At first, the extension of the interface and implementation seems straightforward, just as in the non-separate compilation. We introduce LB.mli containing

    include module type of LA
    val mul: repr -> repr -> repr
(optionally, file EvalB.mli with the copy of it), and the file EvalB.ml adding mul to EvalA:
    include EvalA
    let mul : repr -> repr -> repr  = ( * )
Alas, EvalB.ml does not compile:
    3 | let mul : repr -> repr -> repr  = ( * )
                                          ^^^^^
    Error: This expression has type int -> int -> int
           but an expression was expected of type repr -> repr -> repr
           Type int is not compatible with type repr = EvalA.repr 
The signature EvalA (which is equal to LA) ascribed to the included EvalA made the type repr abstract. To implement mul on the type repr, however, we need to know the concrete type of repr, and be sure it is int.

To use EvalA, it behooves us to ascribe it a signature that hides the implementation. But to extend EvalA, we need a signature that exposes full detail. We really need to ascribe different signatures to the same module. Although the OCaml module system has this ability, the separate compilation does not. For each .ml file there may be only one .mli file (specified by the user, or made implicitly by the compiler), with the signature to ascribe to the corresponding .ml module. Once ascribed, the signature cannot be removed, and a more transparent signature cannot be ascribed.

The work-around is straight forward, as before: if EvalA.ml may take only one ascribed signature, EvalA.mli, to ascribe another we have no choice but give the file EvalA.ml another name, say, EvalA_impl.ml. Many file system allow aliasing. The extended implementation, EvalB.ml should then include EvalA_impl. Overall:

    ln -s EvalA.ml EvalA_impl.ml   # Alias EvalA.ml as EvalA_impl.ml
    ocamlc -c EvalA_impl.ml        # make EvalA_impl.cmo
    ocamlc -c EvalB.ml             # Compile the extension to EvalA_impl.cmo
The last-but-one command compiles EvalA_impl.ml ascribing the (default) signature, fully exposing the implementation details. Compiling EvalB.ml in the last command then succeeds since the concrete type of repr is exposed as int.

The work-around is ungainly, relying on symbolic links that have to be made and cleaned-up. The earlier concrete proposal, if implemented, would make it unnecessary. Recall, the proposal was: When compiling A.ml under a different name B.cmo, as in

    ocamlc -c -o B.cmo A.ml
behave exactly as if the source A.ml were named B.ml

References

0README.dr [<1K]
The complete source code (in the same directory as the index file)

The build system for the Compiler course, designed to support the incremental, step-wise development.

 

Conclusions

In designing separate compilation, OCaml has decided to restrict the correspondence between separately compiled modules and their interfaces to one-to-one. We have shown the restriction is limiting: making the linking with alternative/improved implementations, and the implementation extension/evolution ungainly (in fact, seemingly impossible until workarounds were found). We have also seen odd behavior when compiling a module under different name. Although the work-arounds suffice short term, one may hope that eventually the restriction is lifted (and the odd behavior fixed).

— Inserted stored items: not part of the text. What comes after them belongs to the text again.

//! School state: roster, anonymous score lists, test tallies, and cached results.
//!
//! Two independent tally paths feed `num_tests`:
//! - `add_anon_scores` adds the length of each attached list;
//! - `calculate_test_nums` adds one per (subject, grade) of every enrolled student.
//! Neither clears the other. Calling both for the same scores counts them twice;
//! avoiding that is the caller's job.

use std::collections::BTreeMap;
use std::fmt;
use std::hash::{Hash, Hasher};

use ct_algo::{build_pool, select_top, weighted_total, Contributor, SubjectSums};
use ct_core::{Grade, Level, Params, SchoolName, Score, Student, Subject, Test};
use tracing::debug;

use crate::{PipelineError, PipelineResult};

/// Selected contributors for one subject and their summed score.
#[derive(Clone, Debug, Default, PartialEq, Eq)]
pub struct SubjectResult {
    pub contributors: Vec<Contributor>,
    pub sum: i64,
}

/// One competing school. Identity (equality, hashing, ordering) is the name alone.
#[derive(Clone, Debug)]
pub struct School {
    name: SchoolName,
    level: Level,
    students: Vec<Student>,
    num_tests: BTreeMap<Test, u32>,
    top_scores: BTreeMap<Subject, SubjectResult>,
    anon_scores: BTreeMap<Test, Vec<Score>>,
    total_score: Option<i64>,
}

impl School {
    pub fn new(name: SchoolName, level: Level) -> Self {
        Self {
            name,
            level,
            students: Vec::new(),
            num_tests: BTreeMap::new(),
            top_scores: BTreeMap::new(),
            anon_scores: BTreeMap::new(),
            total_score: None,
        }
    }

    pub fn name(&self) -> &SchoolName { &self.name }

    pub fn level(&self) -> Level { self.level }

    pub fn low_grade(&self) -> Grade { self.level.low_grade() }

    pub fn high_grade(&self) -> Grade { self.level.high_grade() }

    // ----------------------------- Roster & anonymous lists -----------------------------

    /// Enroll a student; returns the roster index used by `Contributor::Enrolled`.
    pub fn add_student(&mut self, student: Student) -> usize {
        self.students.push(student);
        self.students.len() - 1
    }

    pub fn students(&self) -> &[Student] { &self.students }

    pub fn num_students(&self) -> usize { self.students.len() }

    /// Roster indices of students whose grade lies outside this school's level.
    pub fn out_of_range_students(&self) -> Vec<usize> {
        self.students
            .iter()
            .enumerate()
            .filter(|(_, s)| !self.level.contains_grade(s.grade))
            .map(|(i, _)| i)
            .collect()
    }

    /// Attach the anonymous score list for `test`, replacing any earlier list,
    /// and add its length to the test's tally.
    pub fn add_anon_scores(&mut self, test: Test, scores: Vec<Score>) {
        let added = u32::try_from(scores.len()).unwrap_or(u32::MAX);
        let tally = self.num_tests.entry(test).or_insert(0);
        *tally = tally.saturating_add(added);
        self.anon_scores.insert(test, scores);
    }

    pub fn anon_scores(&self, test: &Test) -> Option<&[Score]> {
        self.anon_scores.get(test).map(Vec::as_slice)
    }

    pub fn all_anon_scores(&self) -> &BTreeMap<Test, Vec<Score>> { &self.anon_scores }

    // ----------------------------------- Tallies -----------------------------------

    /// Add one to the tally of every (subject, grade) an enrolled student has a
    /// score for. Earlier counts are kept.
    pub fn calculate_test_nums(&mut self) {
        for student in &self.students {
            for &subject in student.scores.keys() {
                match Test::new(subject, student.grade) {
                    Ok(test) => {
                        let tally = self.num_tests.entry(test).or_insert(0);
                        *tally = tally.saturating_add(1);
                    }
                    Err(e) => {
                        debug!(school = %self.name, student = %student.name, error = %e,
                               "student grade has no test; not tallied");
                    }
                }
            }
        }
    }

    pub fn num_tests(&self) -> &BTreeMap<Test, u32> { &self.num_tests }

    pub fn num_tests_for(&self, test: &Test) -> u32 {
        self.num_tests.get(test).copied().unwrap_or(0)
    }

    // ----------------------------------- Scoring -----------------------------------

    /// Build the pool for `subject`, select the team, and store the result,
    /// overwriting any earlier result for that subject.
    pub fn calculate_score(&mut self, subject: Subject, params: &Params) -> &SubjectResult {
        let pool = build_pool(subject, &self.students, &self.anon_scores, self.level);
        let pool_len = pool.len();
        let sel = select_top(pool, self.high_grade(), params);
        debug!(
            school = %self.name,
            subject = %subject,
            pool = pool_len,
            selected = sel.contributors.len(),
            sum = sel.sum,
            "subject scored"
        );

        let result = SubjectResult { contributors: sel.contributors, sum: sel.sum };
        self.top_scores.insert(subject, result);
        &self.top_scores[&subject]
    }

    /// Combine the stored subject sums into the school total.
    ///
    /// Fails with `MissingSubject` if any subject has not been scored.
    pub fn aggregate(&mut self) -> PipelineResult<i64> {
        let sums: SubjectSums = self.top_scores.iter().map(|(&s, r)| (s, r.sum)).collect();
        let total = weighted_total(self.level, &sums)?;
        debug!(school = %self.name, level = %self.level, total, "school total aggregated");
        self.total_score = Some(total);
        Ok(total)
    }

    /// Score every subject, then aggregate.
    pub fn calculate_scores(&mut self, params: &Params) -> PipelineResult<i64> {
        for subject in Subject::ALL {
            self.calculate_score(subject, params);
        }
        self.aggregate()
    }

    // ----------------------------------- Results -----------------------------------

    pub fn subject_result(&self, subject: Subject) -> PipelineResult<&SubjectResult> {
        self.top_scores.get(&subject).ok_or(PipelineError::NotScored(subject))
    }

    pub fn score(&self, subject: Subject) -> PipelineResult<i64> {
        self.subject_result(subject).map(|r| r.sum)
    }

    pub fn score_contributors(&self, subject: Subject) -> PipelineResult<&[Contributor]> {
        self.subject_result(subject).map(|r| r.contributors.as_slice())
    }

    pub fn total_score(&self) -> PipelineResult<i64> {
        self.total_score.ok_or(PipelineError::NotAggregated)
    }

    /// Resolve a selected contributor to a display label.
    pub fn contributor_label(&self, c: &Contributor) -> String {
        match c.student_index().and_then(|i| self.students.get(i)) {
            Some(st) => st.name.clone(),
            None => format!("anonymous (grade {})", c.grade()),
        }
    }
}

impl PartialEq for School {
    fn eq(&self, other: &Self) -> bool {
        self.name == other.name
    }
}

impl Eq for School {}

impl Hash for School {
    fn hash<H: Hasher>(&self, state: &mut H) {
        self.name.hash(state);
    }
}

impl PartialOrd for School {
    fn partial_cmp(&self, other: &Self) -> Option<std::cmp::Ordering> {
        Some(self.cmp(other))
    }
}

impl Ord for School {
    fn cmp(&self, other: &Self) -> std::cmp::Ordering {
        self.name.cmp(&other.name)
    }
}

impl fmt::Display for School {
    fn fmt(&self, f: &mut fmt::Formatter<'_>) -> fmt::Result {
        match self.total_score {
            Some(t) => write!(f, "{} ({}): total {}", self.name, self.level, t),
            None => write!(f, "{} ({}): unscored", self.name, self.level),
        }
    }
}

#[cfg(test)]
mod tests {
    use super::*;
    use std::collections::HashSet;

    fn name(s: &str) -> SchoolName { s.parse().expect("name") }
    fn test(s: &str) -> Test { s.parse().expect("test") }
    fn scores(xs: &[i32]) -> Vec<Score> { xs.iter().copied().map(Score::new).collect() }

    #[test]
    fn equality_and_hash_by_name_only() {
        let a = School::new(name("Lamar"), Level::Middle);
        let mut b = School::new(name("Lamar"), Level::High);
        b.add_student(Student::new("x", 9));
        assert_eq!(a, b);

        let mut set = HashSet::new();
        set.insert(a);
        assert!(!set.insert(b));
        assert!(set.insert(School::new(name("Lamar HS"), Level::High)));
    }

    #[test]
    fn results_absent_before_scoring() {
        let s = School::new(name("A"), Level::Middle);
        assert_eq!(s.score(Subject::N), Err(PipelineError::NotScored(Subject::N)));
        assert!(s.score_contributors(Subject::S).is_err());
        assert_eq!(s.total_score(), Err(PipelineError::NotAggregated));
        assert_eq!(s.to_string(), "A (middle): unscored");
    }

    #[test]
    fn aggregate_requires_every_subject() {
        let mut s = School::new(name("A"), Level::Middle);
        let p = Params::default();
        s.calculate_score(Subject::N, &p);
        s.calculate_score(Subject::C, &p);
        s.calculate_score(Subject::M, &p);
        assert_eq!(s.aggregate(), Err(PipelineError::MissingSubject(Subject::S)));
        assert_eq!(s.total_score(), Err(PipelineError::NotAggregated));
        s.calculate_score(Subject::S, &p);
        assert_eq!(s.aggregate(), Ok(0));
    }

    #[test]
    fn bulk_attach_replaces_list_and_accumulates_tally() {
        let mut s = School::new(name("A"), Level::Middle);
        s.add_anon_scores(test("N7"), scores(&[1, 2, 3]));
        s.add_anon_scores(test("N7"), scores(&[9]));
        assert_eq!(s.anon_scores(&test("N7")), Some(&scores(&[9])[..]));
        assert_eq!(s.num_tests_for(&test("N7")), 4);
        assert_eq!(s.anon_scores(&test("N8")), None);
    }

    #[test]
    fn recompute_tally_adds_to_bulk_counts() {
        let mut s = School::new(name("A"), Level::Middle);
        s.add_anon_scores(test("M8"), scores(&[5, 6]));
        s.add_student(Student::new("a", 8).with_score(Subject::M, 40).with_score(Subject::N, -1));
        s.add_student(Student::new("b", 7).with_score(Subject::M, 12));
        s.calculate_test_nums();
        assert_eq!(s.num_tests_for(&test("M8")), 3);
        assert_eq!(s.num_tests_for(&test("M7")), 1);
        // Any recorded score counts as a test taken, including negative ones.
        assert_eq!(s.num_tests_for(&test("N8")), 1);

        // Not idempotent: a second scan counts again.
        s.calculate_test_nums();
        assert_eq!(s.num_tests_for(&test("M8")), 4);
    }

    #[test]
    fn rescoring_overwrites_subject_result() {
        let mut s = School::new(name("A"), Level::Middle);
        let p = Params::default();
        s.add_student(Student::new("a", 8).with_score(Subject::C, 10));
        assert_eq!(s.calculate_score(Subject::C, &p).sum, 10);
        s.add_anon_scores(test("C6"), scores(&[7]));
        assert_eq!(s.calculate_score(Subject::C, &p).sum, 17);
        assert_eq!(s.score(Subject::C), Ok(17));
    }

    #[test]
    fn anonymous_contributors_never_join_roster() {
        let mut s = School::new(name("A"), Level::High);
        s.add_anon_scores(test("S10"), scores(&[50, 40]));
        s.calculate_scores(&Params::default()).unwrap();
        assert_eq!(s.num_students(), 0);
        assert_eq!(s.score_contributors(Subject::S).unwrap().len(), 2);
        assert_eq!(s.num_tests_for(&test("S10")), 2);
    }

    #[test]
    fn labels_resolve_names_and_anonymous_grades() {
        let mut s = School::new(name("A"), Level::Middle);
        s.add_student(Student::new("Ada", 8).with_score(Subject::N, 30));
        s.add_anon_scores(test("N6"), scores(&[20]));
        s.calculate_score(Subject::N, &Params::default());
        let labels: Vec<String> = s
            .score_contributors(Subject::N)
            .unwrap()
            .iter()
            .map(|c| s.contributor_label(c))
            .collect();
        assert_eq!(labels, vec!["Ada".to_string(), "anonymous (grade 6)".to_string()]);
    }

    #[test]
    fn out_of_range_students_reported() {
        let mut s = School::new(name("A"), Level::Middle);
        s.add_student(Student::new("ok", 7));
        s.add_student(Student::new("hs", 10));
        assert_eq!(s.out_of_range_students(), vec![1]);
    }
}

We have emphasized a non-destructive extension/evolution of libraries: to link with a different library or to extend an existing one, no old code should be modified, or copied/cut-and-pasted -- or even re-compiled. The old code base is always available as a fall-back.

Keeping old versions as is, untouched, both in source and compiled form, may remind of version control. Our approach `version-controls' not just source but also the compiled artifacts. Mainly, instead of looking at diffs in a repo, through a repo-specific interface, in our development approach the diffs are the source code. We write an extension as a diff of sort, by referring to the old code and adding new definitions. Our `diffs' are hence intentional and semantically meaningful -- and can be viewed as the source OCaml code with all convenience: syntax highlighting, jump to the definition, type tooltips, Merlin, etc. The Compiler class has demonstrated that such incremental development scales.